4.7. Cell Wall Swelling Measurements from Optical Density
Cell wall fragments suspended in buffer were prepared from approximately 1 g of segments from the top 2 cm of sunflower hypocotyls or approximately 1 g of Arabidopsis seedling leaves and stems. The material was boiled for 90 s in distilled water to inactivate endogenous expansins in the plant tissues and then homogenized in 10 mL of MES buffer using a laboratory mixer/emulsifier at full speed for 5 min (Silverson Machines Ltd., Waterside, UK). The homogenized suspension was then centrifuged for 2.5 min at 650× g to remove large pieces of material and then centrifuged again for 10 min at 1450× g to pellet smaller cell wall fragments of cell wall. These were re-suspended in 10 mL MES buffer. Fragments from Arabidopsis seedlings were pelleted by centrifugation at 1450× g and resuspended in 10 mL MES buffer two further times to eliminate pigmentation in the suspensions (although there was negligible absorbance from them at a wavelength of 750 nm).

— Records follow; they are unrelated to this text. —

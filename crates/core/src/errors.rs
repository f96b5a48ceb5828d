//! Core error types for the Stockboard engine.
//!
//! Transport-specific failures (HTTP status codes, reqwest errors) are
//! converted to these types by the API client crate.

use thiserror::Error;

use stockboard_market_data::MarketDataError;

/// Type alias for Result using our Error type.
pub type Result<T> = std::result::Result<T, Error>;

/// Root error type for the engine.
#[derive(Error, Debug)]
pub enum Error {
    /// Bad input for a holding mutation. Nothing was sent to the server.
    #[error("Input validation failed: {0}")]
    Validation(#[from] ValidationError),

    /// Server-enforced plan limit. The message is the server's, verbatim.
    #[error("{0}")]
    QuotaExceeded(String),

    #[error("Not found: {0}")]
    NotFound(String),

    /// Quote lookup failed; last-known quotes are kept.
    #[error("Quote provider unavailable: {0}")]
    ProviderUnavailable(String),

    /// The bearer token was rejected. Handled application-wide, not locally.
    #[error("Session expired, please sign in again")]
    SessionExpired,

    #[error("API error {status}: {message}")]
    Api { status: u16, message: String },

    #[error("Network error: {0}")]
    Network(String),

    #[error("Invalid configuration: {0}")]
    Config(String),

    #[error("Market data operation failed: {0}")]
    MarketData(#[from] MarketDataError),

    #[error("Unexpected error: {0}")]
    Unexpected(String),
}

impl Error {
    /// Whether the error should be shown together with an upgrade hint.
    pub fn suggests_upgrade(&self) -> bool {
        matches!(self, Error::QuotaExceeded(_))
    }

    pub fn is_session_expired(&self) -> bool {
        match self {
            Error::SessionExpired => true,
            Error::MarketData(e) => e.is_session_expired(),
            _ => false,
        }
    }
}

/// Validation errors for user input.
#[derive(Error, Debug)]
pub enum ValidationError {
    #[error("Invalid input: {0}")]
    InvalidInput(String),

    #[error("Required field '{0}' is missing")]
    MissingField(String),
}
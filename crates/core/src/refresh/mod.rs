//! Refresh module - periodic quote refresh for the held symbols.

mod refresh_model;
mod scheduler;

#[cfg(test)]
mod scheduler_tests;

pub use refresh_model::{CycleReport, RefreshStatus, SchedulerTransition, TickOutcome};
pub use scheduler::RefreshScheduler;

The optical density of the fragments suspended in buffer at a wavelength of 750 nm was determined using a spectrophotometer (Lambda 20, Perkin Elmer, Waltham, MA, USA). The initial optical density of 1.0 mL in a disposable plastic cuvette was recorded for 30 s, after which expansin (CsExp1) or snail powder extract was added to the suspension. The cuvette was then gently inverted to mix the solution and returned to the spectrophotometer, and the optical density was recorded for a further 120 s. The effects of horseradish peroxidase (Sigma-Aldrich, P6140) and H2O2 on the optical density of suspensions from sunflower hypocotyls were also tested.
4.8. Statistical and Mathematical Analysis
Where error bars are given, experimental data are presented as mean ± standard deviation, calculated using Microsoft Office Excel (Microsoft Corporation, Redmond, WA, USA). Strain at time t relative to time 0 are true strains calculated from Ln(Lt/L0), where Lt is the segment length at time t and L0 is the length at time 0 (time 0 was immediately before the stress applied to the segment was increased unless otherwise stated). Modeling and parameterization of extensiometric data used the Microsoft Office Excel solver to minimize the squares of differences between modeled and experimental data.